Re: dealing with duplicates

Posted by Joe Calderon <ca...@gmail.com>.
so in the case someone can help me with the query syntax, the
relational query i would use for this would be something like:

SELECT * FROM videos
WHERE
title LIKE 'family guy'
AND desc LIKE 'stewie%'
AND (
  ( is_dup = 0 )
  OR
  ( is_dup = 1 AND id NOT IN
    (
    SELECT id FROM videos
    WHERE
    title LIKE 'family guy'
    AND desc LIKE 'stewie%'
    AND is_dup = 0
    )
  )
)
ORDER BY views
LIMIT 10

can a similar query be written in lucene or do i need to structure my
index differently to be able to do such a query?

thx much

--joe


On Sat, Aug 1, 2009 at 9:15 AM, Joe Calderon<ca...@gmail.com> wrote:
> hello, thanks for the response, i did take a look at that document but
> in my application i actually want the duplicates, as i mentioned, the
> matching text could be very different among cluster members, what
> joins them together is a similar set of numeric features.
>
> currently i do a query with fq=duplicate:0 and show a link to
> optionally show the "dupes" via by querying for all dupes of the
> master id, however im currently missing any documents that matched the
> query but are duplicates of other masters not included in that result
> set.
>
> in a relational database (fulltext indexing aside) i would use a
> subquery, i imagine a similar approach could be used with lucene, i
> just dont know the syntax
>
> best,
>
> --joe
>
> On Fri, Jul 31, 2009 at 11:32 PM, Otis
> Gospodnetic<ot...@yahoo.com> wrote:
>> Joe,
>>
>> Maybe we can take a step back first.  Would it be better if your index was cleaner and didn't have flagged duplicates in the first place?  If so, have you tried using http://wiki.apache.org/solr/Deduplication ?
>>
>>  Otis
>> --
>> Sematext is hiring -- http://sematext.com/about/jobs.html?mls
>> Lucene, Solr, Nutch, Katta, Hadoop, HBase, UIMA, NLP, NER, IR
>>
>>
>>
>> ----- Original Message ----
>>> From: Joe Calderon <ca...@gmail.com>
>>> To: solr-user@lucene.apache.org
>>> Sent: Friday, July 31, 2009 5:06:48 PM
>>> Subject: dealing with duplicates
>>>
>>> hello all, i have a collection of a few million documents; i have many
>>> duplicates in this collection. they have been clustered with a simple
>>> algorithm, i have a field called 'duplicate' which is 0 or 1 and a
>>> fields called 'description, tags, meta', documents are clustered on
>>> different criteria and the text i search against could be very
>>> different among members of a cluster.
>>>
>>> im currently using a dismax handler to search across the text fields
>>> with different boosts, and a filter query to restrict to masters
>>> (duplicate: 0)
>>>
>>> my question is then, how do i best query for documents which are
>>> masters OR match text but are not included in the matched set of
>>> masters?
>>>
>>> does this make sense?
>>
>>
>

Re: dealing with duplicates

Posted by Joe Calderon <ca...@gmail.com>.
hello, thanks for the response, i did take a look at that document but
in my application i actually want the duplicates, as i mentioned, the
matching text could be very different among cluster members, what
joins them together is a similar set of numeric features.

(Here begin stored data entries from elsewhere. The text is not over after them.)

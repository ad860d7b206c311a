use crate::attr::{AttrValue, Record};
use std::fmt;

/// Identity of one run: a single planner invocation for an
/// (algorithm, domain, problem) triple.
#[derive(Debug, Clone, PartialEq, Eq, PartialOrd, Ord, Hash)]
pub struct RunKey {
    pub algorithm: String,
    pub domain: String,
    pub problem: String,
}

impl RunKey {
    pub fn new(
        algorithm: impl Into<String>,
        domain: impl Into<String>,
        problem: impl Into<String>,
    ) -> Self {
        Self {
            algorithm: algorithm.into(),
            domain: domain.into(),
            problem: problem.into(),
        }
    }

    pub fn id(&self) -> String {
        format!("{}:{}:{}", self.algorithm, self.domain, self.problem)
    }

    pub fn problem_key(&self) -> (String, String) {
        (self.domain.clone(), self.problem.clone())
    }
}

impl fmt::Display for RunKey {
    fn fmt(&self, f: &mut fmt::Formatter<'_>) -> fmt::Result {
        write!(f, "{}", self.id())
    }
}

#[derive(Debug, Clone, PartialEq)]
pub struct RunRecord {
    pub key: RunKey,
    pub fields: Record,
}

impl RunRecord {
    pub fn new(key: RunKey) -> Self {
        Self {
            key,
            fields: Record::new(),
        }
    }

    pub fn with_fields(key: RunKey, fields: Record) -> Self {
        Self { key, fields }
    }

    pub fn get(&self, name: &str) -> Option<&AttrValue> {
        self.fields.get(name)
    }

    pub fn get_f64(&self, name: &str) -> Option<f64> {
        self.fields.get(name).and_then(|v| v.as_f64())
    }

    pub fn is_set(&self, name: &str) -> bool {
        self.fields.contains_key(name)
    }

    /// Identity attributes are mirrored into the field map so that property
    /// files stay self-describing.
    pub fn identity_fields(&self) -> Record {
        let mut out = Record::new();
        out.insert("algorithm".to_string(), self.key.algorithm.as_str().into());
        out.insert("domain".to_string(), self.key.domain.as_str().into());
        out.insert("problem".to_string(), self.key.problem.as_str().into());
        out
    }
}
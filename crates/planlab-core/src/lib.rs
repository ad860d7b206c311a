//! Shared data model for planlab: attribute values, run records, the run
//! record store, and the small filesystem helpers every step uses.

pub mod attr;
pub mod run;
pub mod store;

pub use attr::{record_from_json, record_to_json, AttrValue, Record};
pub use run::{RunKey, RunRecord};
pub use store::{ProblemRuns, RunStore, StoreError};

use chrono::Utc;
use serde_json::Value;
use sha2::{Digest, Sha256};
use std::fs;
use std::io::Write;
use std::path::Path;
use thiserror::Error;

#[derive(Error, Debug)]
pub enum FsError {
    #[error("io error at {path}: {source}")]
    Io {
        path: String,
        #[source]
        source: std::io::Error,
    },

    #[error("serialization error: {0}")]
    Serialization(#[from] serde_json::Error),
}

fn io_err(path: &Path) -> impl FnOnce(std::io::Error) -> FsError + '_ {
    move |source| FsError::Io {
        path: path.display().to_string(),
        source,
    }
}

pub fn ensure_dir(path: &Path) -> Result<(), FsError> {
    fs::create_dir_all(path).map_err(io_err(path))
}

/// Writes through a temp file in the same directory and renames it into place.
pub fn atomic_write_bytes(path: &Path, bytes: &[u8]) -> Result<(), FsError> {
    if let Some(parent) = path.parent() {
        ensure_dir(parent)?;
    }
    let ts = Utc::now().timestamp_micros();
    let pid = std::process::id();
    let name = path
        .file_name()
        .and_then(|s| s.to_str())
        .unwrap_or("tmpfile");
    let tmp = path.with_file_name(format!(".{}.tmp.{}.{}", name, pid, ts));
    let mut file = fs::File::create(&tmp).map_err(io_err(&tmp))?;
    file.write_all(bytes).map_err(io_err(&tmp))?;
    file.sync_all().map_err(io_err(&tmp))?;
    fs::rename(&tmp, path).map_err(io_err(path))?;
    Ok(())
}

pub fn atomic_write_json_pretty(path: &Path, value: &Value) -> Result<(), FsError> {
    let bytes = serde_json::to_vec_pretty(value)?;
    atomic_write_bytes(path, &bytes)
}

pub fn sha256_bytes(bytes: &[u8]) -> String {
    let mut hasher = Sha256::new();
    hasher.update(bytes);
    hex::encode(hasher.finalize())
}

pub fn sha256_file(path: &Path) -> Result<String, FsError> {
    let bytes = fs::read(path).map_err(io_err(path))?;
    Ok(sha256_bytes(&bytes))
}

/// Digest of a JSON value with object keys sorted, so semantically equal
/// experiment definitions hash the same.
pub fn canonical_json_digest(value: &Value) -> String {
    let canonical = canonicalize(value);
    let bytes = serde_json::to_vec(&canonical).unwrap_or_default();
    format!("sha256:{}", sha256_bytes(&bytes))
}

fn canonicalize(value: &Value) -> Value {
    match value {
        Value::Object(map) => {
            let sorted: std::collections::BTreeMap<_, _> =
                map.iter().map(|(k, v)| (k.clone(), canonicalize(v))).collect();
            Value::Object(sorted.into_iter().collect())
        }
        Value::Array(items) => Value::Array(items.iter().map(canonicalize).collect()),
        other => other.clone(),
    }
}

#[cfg(test)]
mod tests {
    use super::*;
    use serde_json::json;

    #[test]
    fn canonical_digest_ignores_key_order() {
        let a = json!({"b": 1, "a": {"y": 2, "x": [1, 2]}});
        let b = json!({"a": {"x": [1, 2], "y": 2}, "b": 1});
        assert_eq!(canonical_json_digest(&a), canonical_json_digest(&b));
        assert!(canonical_json_digest(&a).starts_with("sha256:"));
    }

    #[test]
    fn atomic_write_replaces_file_contents() {
        let dir = tempfile::tempdir().expect("tempdir");
        let path = dir.path().join("nested").join("out.json");
        atomic_write_json_pretty(&path, &json!({"v": 1})).expect("first write");
        atomic_write_json_pretty(&path, &json!({"v": 2})).expect("second write");
        let data = fs::read_to_string(&path).expect("read back");
        let value: Value = serde_json::from_str(&data).expect("json");
        assert_eq!(value["v"], 2);
        let leftovers = fs::read_dir(path.parent().expect("parent"))
            .expect("read dir")
            .filter_map(|e| e.ok())
            .filter(|e| e.file_name().to_string_lossy().contains(".tmp."))
            .count();
        assert_eq!(leftovers, 0);
    }
}
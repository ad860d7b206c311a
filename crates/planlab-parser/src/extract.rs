use crate::error::Result;
use crate::pattern::{FieldKind, Pattern};
use planlab_core::{AttrValue, Record};
use tracing::trace;

/// A post-processing step that reads the raw text and the partially filled
/// record and may add or overwrite fields.
pub type DerivedFn = fn(&str, &mut Record) -> Result<()>;

#[derive(Clone)]
pub struct Derived {
    pub name: &'static str,
    pub func: DerivedFn,
}

/// Explicit parser configuration: ordered patterns followed by ordered
/// derived-metric functions.
#[derive(Clone, Default)]
pub struct Extractor {
    patterns: Vec<Pattern>,
    derived: Vec<Derived>,
}

impl Extractor {
    pub fn new() -> Self {
        Self::default()
    }

    pub fn with_pattern(mut self, pattern: Pattern) -> Self {
        self.patterns.push(pattern);
        self
    }

    pub fn with_derived(mut self, name: &'static str, func: DerivedFn) -> Self {
        self.derived.push(Derived { name, func });
        self
    }

    /// Drops every derived function registered under `name`.
    pub fn without_derived(mut self, name: &str) -> Self {
        self.derived.retain(|d| d.name != name);
        self
    }

    pub fn push_pattern(&mut self, pattern: Pattern) {
        self.patterns.push(pattern);
    }

    pub fn push_derived(&mut self, name: &'static str, func: DerivedFn) {
        self.derived.push(Derived { name, func });
    }

    /// Appends another configuration. Its patterns run after ours, and all
    /// derived functions still run after all patterns.
    pub fn extend(&mut self, other: Extractor) {
        self.patterns.extend(other.patterns);
        self.derived.extend(other.derived);
    }

    pub fn patterns(&self) -> &[Pattern] {
        &self.patterns
    }

    pub fn derived_names(&self) -> impl Iterator<Item = &'static str> + '_ {
        self.derived.iter().map(|d| d.name)
    }

    /// Applies every pattern, then every derived function, to `text`.
    /// Scalars already present in `record` are never overwritten by a pattern.
    pub fn extract(&self, text: &str, mut record: Record) -> Result<Record> {
        for pattern in &self.patterns {
            apply_pattern(pattern, text, &mut record)?;
        }
        for derived in &self.derived {
            trace!(function = derived.name, "running derived metric");
            (derived.func)(text, &mut record)?;
        }
        Ok(record)
    }
}

fn apply_pattern(pattern: &Pattern, text: &str, record: &mut Record) -> Result<()> {
    for (idx, line) in text.lines().enumerate() {
        let caps = match pattern.captures(line) {
            Some(caps) => caps,
            None => continue,
        };
        let values = pattern.coerce(&caps, idx + 1)?;
        match pattern.kind() {
            FieldKind::Scalar => {
                for (name, value) in values {
                    record.entry(name).or_insert(value);
                }
                return Ok(());
            }
            FieldKind::Accumulate { into } => {
                let entry: Record = values.into_iter().collect();
                match record
                    .entry(into.clone())
                    .or_insert_with(|| AttrValue::List(Vec::new()))
                {
                    AttrValue::List(items) => items.push(entry),
                    other => *other = AttrValue::List(vec![entry]),
                }
            }
        }
    }
    Ok(())
}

currently i do a query with fq=duplicate:0 and show a link to
optionally show the "dupes" via by querying for all dupes of the
master id, however im currently missing any documents that matched the
query but are duplicates of other masters not included in that result
set.

in a relational database (fulltext indexing aside) i would use a
subquery, i imagine a similar approach could be used with lucene, i
just dont know the syntax

best,

--joe

On Fri, Jul 31, 2009 at 11:32 PM, Otis
Gospodnetic<ot...@yahoo.com> wrote:
> Joe,
>
> Maybe we can take a step back first.  Would it be better if your index was cleaner and didn't have flagged duplicates in the first place?  If so, have you tried using http://wiki.apache.org/solr/Deduplication ?
>
>  Otis
> --
> Sematext is hiring -- http://sematext.com/about/jobs.html?mls
> Lucene, Solr, Nutch, Katta, Hadoop, HBase, UIMA, NLP, NER, IR
>
>
>
> ----- Original Message ----
>> From: Joe Calderon <ca...@gmail.com>
>> To: solr-user@lucene.apache.org
>> Sent: Friday, July 31, 2009 5:06:48 PM
>> Subject: dealing with duplicates
>>
>> hello all, i have a collection of a few million documents; i have many
>> duplicates in this collection. they have been clustered with a simple
>> algorithm, i have a field called 'duplicate' which is 0 or 1 and a
>> fields called 'description, tags, meta', documents are clustered on
>> different criteria and the text i search against could be very
>> different among members of a cluster.
>>
>> im currently using a dismax handler to search across the text fields
>> with different boosts, and a filter query to restrict to masters
>> (duplicate: 0)
>>
>> my question is then, how do i best query for documents which are
>> masters OR match text but are not included in the matched set of
>> masters?
>>
>> does this make sense?
>
>